Another important point to recognize is the direction of the contour. Arrows are shown in Figure 6.5a of the traversal of the unit-square in the s-plane in going from A to B to C to D to E to F to G to H and back to A. A corresponding traversal occurs in the F(s)-plane contour as illustrated in Figure 6.5b. By convention in control systems, the area within a contour to the right of the traversal (as viewed by an observer standing on the contour and facing in the direction of the traversal) is defined as the area enclosed by the contour. Another convention in control systems is to consider a clockwise traversal of the contour to be positive. The direction and number of encirclements of the origin in the F(s)-plane by the closed contour is very significant in the Nyquist diagram which is discussed in the following section where we will correlate the number and direction of encirclements of the origin of the F(s)-plane with the stability of the control system.
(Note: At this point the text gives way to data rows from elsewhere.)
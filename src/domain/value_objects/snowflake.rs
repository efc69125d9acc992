//! Kind-tagged Snowflake identifiers.
//!
//! An identifier is a one-character entity-kind tag followed by the decimal
//! form of a 64-bit integer, e.g. `u4523958732169216123`.
//!
//! ## Structure
//!
//! ```text
//! 64                         22          17          12          0
//! +---------------------------+-----------+-----------+-----------+
//! |  ms since DELTA_EPOCH     |   shard   | sequence  |  random   |
//! |          (42 bits)        |  (5 bits) |  (5 bits) | (12 bits) |
//! +---------------------------+-----------+-----------+-----------+
//! ```
//!
//! Shard and sequence bits are reserved for horizontal scaling; a
//! single-instance deployment leaves them zero.

use chrono::{DateTime, TimeZone, Utc};
use serde::{Deserialize, Serialize};
use std::fmt;
use std::str::FromStr;

/// Delta epoch: 2021-05-03T00:00:00Z in milliseconds
pub const DELTA_EPOCH: u64 = 1_620_000_000_000;

/// Bits below the timestamp field.
pub const TIMESTAMP_SHIFT: u32 = 22;

/// Largest unix timestamp (ms) the 42-bit field can hold.
pub const MAX_TIMESTAMP: u64 = DELTA_EPOCH + (u64::MAX >> TIMESTAMP_SHIFT);

pub const SHARD_SHIFT: u32 = 17;
pub const SEQUENCE_SHIFT: u32 = 12;

/// Mask for 5-bit shard and sequence fields.
pub const FIELD_MASK: u64 = 0x1F;

/// Mask for the 12 random disambiguation bits.
pub const RANDOM_MASK: u64 = 0xFFF;

/// Identifier decoding failure.
#[derive(Debug, Clone, PartialEq, Eq, thiserror::Error)]
pub enum IdentifierError {
    #[error("identifier is empty")]
    Empty,

    #[error("unknown entity kind '{0}'")]
    UnknownKind(char),

    #[error("identifier body is not a valid integer")]
    InvalidBody,
}

/// Entity type encoded in the identifier prefix.
#[derive(Debug, Clone, Copy, PartialEq, Eq, Hash, Serialize, Deserialize)]
#[serde(rename_all = "lowercase")]
pub enum EntityKind {
    User,
    Channel,
    Guild,
    Message,
}

impl EntityKind {
    pub fn tag(&self) -> char {
        match self {
            Self::User => 'u',
            Self::Channel => 'c',
            Self::Guild => 'g',
            Self::Message => 'm',
        }
    }

    pub fn from_tag(tag: char) -> Option<Self> {
        match tag {
            'u' => Some(Self::User),
            'c' => Some(Self::Channel),
            'g' => Some(Self::Guild),
            'm' => Some(Self::Message),
            _ => None,
        }
    }
}

/// A kind-tagged Snowflake ID.
#[derive(Debug, Clone, Copy, PartialEq, Eq, Hash)]
pub struct Snowflake {
    kind: EntityKind,
    value: u64,
}

impl Snowflake {
    /// Create a Snowflake from a raw packed value.
    pub const fn new(kind: EntityKind, value: u64) -> Self {
        Self { kind, value }
    }

    /// Create a Snowflake from its components.
    ///
    /// `timestamp_ms` is a unix timestamp clamped to
    /// `DELTA_EPOCH..=MAX_TIMESTAMP`.
    pub fn from_parts(kind: EntityKind, timestamp_ms: u64, shard: u8, random: u16) -> Self {
        let ts = (timestamp_ms.clamp(DELTA_EPOCH, MAX_TIMESTAMP) - DELTA_EPOCH) << TIMESTAMP_SHIFT;
        let shard = ((shard as u64) & FIELD_MASK) << SHARD_SHIFT;
        let random = (random as u64) & RANDOM_MASK;

        Self::new(kind, ts | shard | random)
    }

    /// Parse the `<tag><digits>` string form.
    pub fn parse(s: &str) -> Result<Self, IdentifierError> {
        let mut chars = s.chars();
        let tag = chars.next().ok_or(IdentifierError::Empty)?;
        let kind = EntityKind::from_tag(tag).ok_or(IdentifierError::UnknownKind(tag))?;

        let body = chars.as_str();
        if body.is_empty() || !body.bytes().all(|b| b.is_ascii_digit()) {
            return Err(IdentifierError::InvalidBody);
        }
        let value = body.parse::<u64>().map_err(|_| IdentifierError::InvalidBody)?;

        Ok(Self::new(kind, value))
    }

    pub fn kind(&self) -> EntityKind {
        self.kind
    }

    /// Raw packed integer.
    pub fn value(&self) -> u64 {
        self.value
    }

    /// Unix timestamp in milliseconds embedded in this Snowflake.
    pub fn timestamp(&self) -> u64 {
        (self.value >> TIMESTAMP_SHIFT) + DELTA_EPOCH
    }

    /// Get the timestamp as a DateTime.
    pub fn created_at(&self) -> DateTime<Utc> {
        Utc.timestamp_millis_opt(self.timestamp() as i64)
            .single()
            .unwrap_or(DateTime::<Utc>::MIN_UTC)
    }

    pub fn shard(&self) -> u8 {
        ((self.value >> SHARD_SHIFT) & FIELD_MASK) as u8
    }

    pub fn sequence(&self) -> u8 {
        ((self.value >> SEQUENCE_SHIFT) & FIELD_MASK) as u8
    }

    pub fn random_bits(&self) -> u16 {
        (self.value & RANDOM_MASK) as u16
    }
}

/// Recover the unix-millisecond timestamp of an identifier string.
///
/// Returns `None` for anything that is not a well-formed identifier.
pub fn timestamp_of(identifier: &str) -> Option<i64> {
    let snowflake = Snowflake::parse(identifier).ok()?;
    i64::try_from(snowflake.timestamp()).ok()
}

impl fmt::Display for Snowflake {
    fn fmt(&self, f: &mut fmt::Formatter<'_>) -> fmt::Result {
        write!(f, "{}{}", self.kind.tag(), self.value)
    }
}

impl FromStr for Snowflake {
    type Err = IdentifierError;

    fn from_str(s: &str) -> Result<Self, Self::Err> {
        Self::parse(s)
    }
}

impl From<Snowflake> for String {
    fn from(snowflake: Snowflake) -> Self {
        snowflake.to_string()
    }
}

impl Serialize for Snowflake {
    fn serialize<S: serde::Serializer>(&self, serializer: S) -> Result<S::Ok, S::Error> {
        serializer.collect_str(self)
    }
}

impl<'de> Deserialize<'de> for Snowflake {
    fn deserialize<D: serde::Deserializer<'de>>(deserializer: D) -> Result<Self, D::Error> {
        let raw = String::deserialize(deserializer)?;
        Self::parse(&raw).map_err(serde::de::Error::custom)
    }
}

/// Identifiers order by their packed value, i.e. by creation time first.
impl PartialOrd for Snowflake {
    fn partial_cmp(&self, other: &Self) -> Option<std::cmp::Ordering> {
        Some(self.cmp(other))
    }
}

impl Ord for Snowflake {
    fn cmp(&self, other: &Self) -> std::cmp::Ordering {
        self.value
            .cmp(&other.value)
            .then_with(|| self.kind.tag().cmp(&other.kind.tag()))
    }
}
It is significant that the path we chose for s in Figure 6.5a did not go through any singular points such as the pole of F(s) at −3 but it did contain the zero of F(s) at the origin. The result was a closed contour in the F(s)-plane which enclosed the origin of the F(s)-plane in the clockwise direction. The number of encirclements of the origin of the F(s)-plane depends on the closed contour in the s-plane. For example, if we have a contour that encloses one pole in the s-plane and the contour encircles the origin in the s-plane in the clockwise direction, then the contour in the F(s)-plane encloses the origin in the F(s)-plane in the counterclockwise direction. This is illustrated in Figure 6.6a and b for the following function:
Table 6.1. Corresponding Values in the s-Plane and F(s)-Plane for Figures 6.5a and b, respectively
| Point | s = σ + jω | F(s) = u + jv |
| A | 1 | 0.25 |
| B | 1 − j | 0.29 − 0.18j |
| C | −j | 0.1 − 0.3j |
| D | −1 −j | −0.2 − 0.6j |
| E | −1 | −0.5 |
| F | −1 + j | −0.2 + 0.6j |
| G | j | 0.1 + 0.3j |
| H | 1 + j | 0.29 + 0.18 |
Figure 6.6 (a) Contour in the s-plane to be mapped for F(s) = 1/(s + 1). (b) Resulting mapping in the F(s)-plane for F(s) = 1/(s + 1) for the contour shown in the s-plane in Figure 6.6 (a).
The clockwise contour illustrated follows the path ABCDEFGHA and encloses the pole at s = −1. The corresponding contour in the F(s)-plane, illustrated in Figure 6.6b, shows that the closed contour ABCDEFGHA encircles the origin of the F(s)-plane in the counter-clockwise direction. Table 6.2 tabulates several values of F(s) as s traverses the contour of the s-plane illustrated in Figure 6.6a.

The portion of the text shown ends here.